Exercise brief
Retype the records below from their first line through the line containing "use crate::config::QueueConfig;", and include nothing else.

Segment Start: Dataset extract

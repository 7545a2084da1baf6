//! Composite operations.
//!
//! A [`GroupOperation`] runs a set of child operations on a private queue and
//! finishes once every child, including children added late and operations
//! the children produced, has finished. Child errors are aggregated in the
//! order the children finished.

use std::collections::HashSet;
use std::mem;
use std::sync::{Arc, Weak};

use async_trait::async_trait;
use parking_lot::Mutex;
use tokio::sync::watch;
use tracing::{debug, warn};

use crate::config::QueueConfig;
use crate::error::{LifecycleError, OperationError};
use crate::observer::Observer;
use crate::operation::{ExecutionContext, Execute, Operation, OperationId};
use crate::queue::OperationQueue;
use crate::state::OperationState;

#[derive(Debug, Clone, Copy, PartialEq, Eq)]
enum Phase {
    /// Children are collected but nothing runs yet.
    Collecting,
    /// Children run on the private queue.
    Running,
    /// Every child finished; late additions are rejected.
    Closed,
}

struct Tracking {
    phase: Phase,
    cancelled: bool,
    /// Children added before the group started executing.
    waiting: Vec<Operation>,
    /// Every child ever tracked, for cancellation.
    children: Vec<Operation>,
    /// Ids of `children`; an operation is counted once however often it is
    /// produced.
    tracked: HashSet<OperationId>,
    outstanding: usize,
    errors: Vec<OperationError>,
    queue: Option<OperationQueue>,
}

struct GroupState {
    tracking: Mutex<Tracking>,
    settled: watch::Sender<bool>,
}

impl GroupState {
    fn attach(self: &Arc<Self>, child: &Operation) -> Result<(), LifecycleError> {
        child.add_observer(ChildObserver {
            group: Arc::downgrade(self),
        })
    }

    /// Tracks an operation produced by a child. The producing child's queue
    /// observer enqueues it right after this returns.
    fn track_produced(self: &Arc<Self>, produced: &Operation) {
        if !self.tracking.lock().tracked.insert(produced.id()) {
            debug!(operation = %produced.name(), "produced operation already tracked");
            return;
        }
        if let Err(err) = self.attach(produced) {
            warn!(operation = %produced.name(), error = %err, "cannot track produced operation");
            self.tracking.lock().tracked.remove(&produced.id());
            return;
        }
        let mut tracking = self.tracking.lock();
        tracking.outstanding += 1;
        tracking.children.push(produced.clone());
    }

    fn child_finished(&self, errors: &[OperationError]) {
        let settled = {
            let mut tracking = self.tracking.lock();
            tracking.errors.extend(errors.iter().cloned());
            tracking.outstanding = tracking.outstanding.saturating_sub(1);
            self.close_if_settled(&mut tracking)
        };
        if settled {
            self.settled.send_modify(|s| *s = true);
        }
    }

    fn close_if_settled(&self, tracking: &mut Tracking) -> bool {
        if tracking.phase == Phase::Running && tracking.outstanding == 0 {
            tracking.phase = Phase::Closed;
            true
        } else {
            false
        }
    }

    /// Finishes children that never reached the private queue and closes
    /// the group.
    fn abandon_waiting(&self) {
        let waiting = {
            let mut tracking = self.tracking.lock();
            tracking.phase = Phase::Closed;
            mem::take(&mut tracking.waiting)
        };
        for child in waiting {
            debug!(child = %child.name(), "finishing child of a group that never ran");
            child.cancel();
            child.finish(vec![OperationError::Cancelled]);
        }
    }

    fn cancel_children(&self) {
        let children = {
            let mut tracking = self.tracking.lock();
            tracking.cancelled = true;
            tracking.children.clone()
        };
        for child in children {
            child.cancel();
        }
    }
}

// ---------------------------------------------------------------------------
// Observers
// ---------------------------------------------------------------------------

/// Attached to every child: counts completions and tracks produced work.
struct ChildObserver {
    group: Weak<GroupState>,
}

impl Observer for ChildObserver {
    fn on_produce(&self, _operation: &Operation, produced: &Operation) {
        if let Some(group) = self.group.upgrade() {
            group.track_produced(produced);
        }
    }

    fn on_finish(&self, _operation: &Operation, errors: &[OperationError]) {
        if let Some(group) = self.group.upgrade() {
            group.child_finished(errors);
        }
    }
}

/// Attached to the group operation itself: forwards cancellation.
struct CancelChildren {
    group: Weak<GroupState>,
}

impl Observer for CancelChildren {
    fn on_cancel(&self, _operation: &Operation) {
        if let Some(group) = self.group.upgrade() {
            group.cancel_children();
        }
    }
}

// ---------------------------------------------------------------------------
// GroupWork
// ---------------------------------------------------------------------------

struct GroupWork {
    state: Arc<GroupState>,
}

#[async_trait]
impl Execute for GroupWork {
    async fn execute(&self, ctx: ExecutionContext) -> Result<(), OperationError> {
        let queue = OperationQueue::new(
            QueueConfig::named(format!("{}.children", ctx.operation().name())),
            Arc::clone(ctx.exclusivity()),
        );

        let (initial, cancelled) = {
            let mut tracking = self.state.tracking.lock();
            tracking.phase = Phase::Running;
            tracking.queue = Some(queue.clone());
            (mem::take(&mut tracking.waiting), tracking.cancelled)
        };

        for child in initial {
            if cancelled {
                child.cancel();
            }
            if let Err(err) = queue.add(child.clone()) {
                warn!(group = %ctx.operation().name(), child = %child.name(), error = %err, "child could not be enqueued");
                self.state.child_finished(&[OperationError::execution(err)]);
            }
        }

        let settled = {
            let mut tracking = self.state.tracking.lock();
            self.state.close_if_settled(&mut tracking)
        };
        if settled {
            self.state.settled.send_modify(|s| *s = true);
        }

        let mut rx = self.state.settled.subscribe();
        let _ = rx.wait_for(|settled| *settled).await;

        let errors = {
            let mut tracking = self.state.tracking.lock();
            tracking.queue = None;
            mem::take(&mut tracking.errors)
        };
        debug!(group = %ctx.operation().name(), errors = errors.len(), "group settled");
        if errors.is_empty() {
            Ok(())
        } else {
            Err(OperationError::Group(errors))
        }
    }

    fn finished(&self, _operation: &Operation, _errors: &[OperationError]) {
        self.state.abandon_waiting();
    }
}

// ---------------------------------------------------------------------------
// GroupOperation
// ---------------------------------------------------------------------------

/// An operation that finishes when all of its children have finished.
///
/// The group's finish error sequence is the concatenation of the children's
/// error sequences in child-finish order. Cancelling the group cancels every
/// child.
pub struct GroupOperation {
    operation: Operation,
    state: Arc<GroupState>,
}

impl GroupOperation {
    /// Creates a group over `children`, none of which may have been enqueued.
    ///
    /// # Errors
    ///
    /// Returns [`LifecycleError::AlreadyEnqueued`] if a child is already on
    /// a queue.
    pub fn new(
        name: impl Into<String>,
        children: impl IntoIterator<Item = Operation>,
    ) -> Result<Self, LifecycleError> {
        let (settled, _) = watch::channel(false);
        let state = Arc::new(GroupState {
            tracking: Mutex::new(Tracking {
                phase: Phase::Collecting,
                cancelled: false,
                waiting: Vec::new(),
                children: Vec::new(),
                tracked: HashSet::new(),
                outstanding: 0,
                errors: Vec::new(),
                queue: None,
            }),
            settled,
        });
        let operation = Operation::builder(
            name,
            GroupWork {
                state: Arc::clone(&state),
            },
        )
        .observer(CancelChildren {
            group: Arc::downgrade(&state),
        })
        .build();

        let group = Self { operation, state };
        for child in children {
            group.add_child(child)?;
        }
        Ok(group)
    }

    /// The group as a schedulable operation.
    #[must_use]
    pub fn operation(&self) -> &Operation {
        &self.operation
    }

    /// Adds a child. Legal until every child has finished; once the group is
    /// running the child is enqueued immediately.
    ///
    /// # Errors
    ///
    /// Returns [`LifecycleError::GroupFinished`] once the group closed and
    /// [`LifecycleError::AlreadyEnqueued`] if the child is already on a queue.
    pub fn add_child(&self, child: Operation) -> Result<(), LifecycleError> {
        if child.state() != OperationState::Initialized {
            return Err(LifecycleError::AlreadyEnqueued);
        }
        {
            let mut tracking = self.state.tracking.lock();
            if tracking.phase == Phase::Closed {
                return Err(LifecycleError::GroupFinished);
            }
            if !tracking.tracked.insert(child.id()) {
                return Err(LifecycleError::AlreadyEnqueued);
            }
        }
        if let Err(err) = self.state.attach(&child) {
            self.state.tracking.lock().tracked.remove(&child.id());
            return Err(err);
        }

        let (queue, cancelled) = {
            let mut tracking = self.state.tracking.lock();
            match tracking.phase {
                Phase::Closed => {
                    tracking.tracked.remove(&child.id());
                    return Err(LifecycleError::GroupFinished);
                }
                Phase::Collecting => tracking.waiting.push(child.clone()),
                Phase::Running => {}
            }
            tracking.outstanding += 1;
            tracking.children.push(child.clone());
            (tracking.queue.clone(), tracking.cancelled)
        };

        if cancelled {
            child.cancel();
        }
        if let Some(queue) = queue {
            if let Err(err) = queue.add(child) {
                self.state.child_finished(&[OperationError::execution(err)]);
                return Err(err);
            }
        }
        Ok(())
    }

    /// Snapshot of every child tracked so far.
    #[must_use]
    pub fn children(&self) -> Vec<Operation> {
        self.state.tracking.lock().children.clone()
    }
}

impl From<GroupOperation> for Operation {
    fn from(group: GroupOperation) -> Self {
        group.operation
    }
}

impl std::fmt::Debug for GroupOperation {
    fn fmt(&self, f: &mut std::fmt::Formatter<'_>) -> std::fmt::Result {
        f.debug_struct("GroupOperation")
            .field("operation", &self.operation)
            .finish_non_exhaustive()
    }
}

Segment End: Dataset extract

Answer to this problem
repository 7545a2084da1baf6
//! Composite operations.
//!
//! A [`GroupOperation`] runs a set of child operations on a private queue and
//! finishes once every child, including children added late and operations
//! the children produced, has finished. Child errors are aggregated in the
//! order the children finished.

use std::collections::HashSet;
use std::mem;
use std::sync::{Arc, Weak};

use async_trait::async_trait;
use parking_lot::Mutex;
use tokio::sync::watch;
use tracing::{debug, warn};

use crate::config::QueueConfig;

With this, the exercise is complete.